Task statement: Exactly reproduce the line containing "let mut out" together with every line after it, through the end of the entries, and give nothing more.

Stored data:
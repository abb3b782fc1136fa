//! Implementation of the `queuelock queue` command.

use crate::cli::QueueArgs;
use queuelock::error::{LockError, Result};
use queuelock::exit_codes;
use queuelock::locks::{Participant, queue};
use queuelock::{LockConfig, Session};
use serde_json::json;

/// Print the holder and waiters of a lock.
pub fn cmd_queue(config: &LockConfig, args: QueueArgs) -> Result<i32> {
    let session = Session::connect(config);
    let participants = queue(&session, &config.lock_options(), &args.lock)?;
    session.close()?;

    if args.json {
        println!("{}", render_json(&args.lock, &participants)?);
    } else {
        print!("{}", render_text(&args.lock, &participants));
    }
    Ok(exit_codes::SUCCESS)
}

fn render_text(lock: &str, participants: &[Participant]) -> String {
    if participants.is_empty() {
        return format!("Lock '{}' is free.\n", lock);
    }
    let mut out = format!(
        "Lock '{}': 1 holder, {} waiting\n",
        lock,
        participants.len() - 1
    );
    for participant in participants {
        out.push_str(&format!("  {}\n", participant));
    }
    out
}

fn render_json(lock: &str, participants: &[Participant]) -> Result<String> {
    let value = json!({
        "lock": lock,
        "participants": participants,
    });
    serde_json::to_string_pretty(&value)
        .map_err(|e| LockError::Config(format!("failed to render JSON: {}", e)))
}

Answer space:
    let mut out = format!(
        "Lock '{}': 1 holder, {} waiting\n",
        lock,
        participants.len() - 1
    );
    for participant in participants {
        out.push_str(&format!("  {}\n", participant));
    }
    out
}

fn render_json(lock: &str, participants: &[Participant]) -> Result<String> {
    let value = json!({
        "lock": lock,
        "participants": participants,
    });
    serde_json::to_string_pretty(&value)
        .map_err(|e| LockError::Config(format!("failed to render JSON: {}", e)))
}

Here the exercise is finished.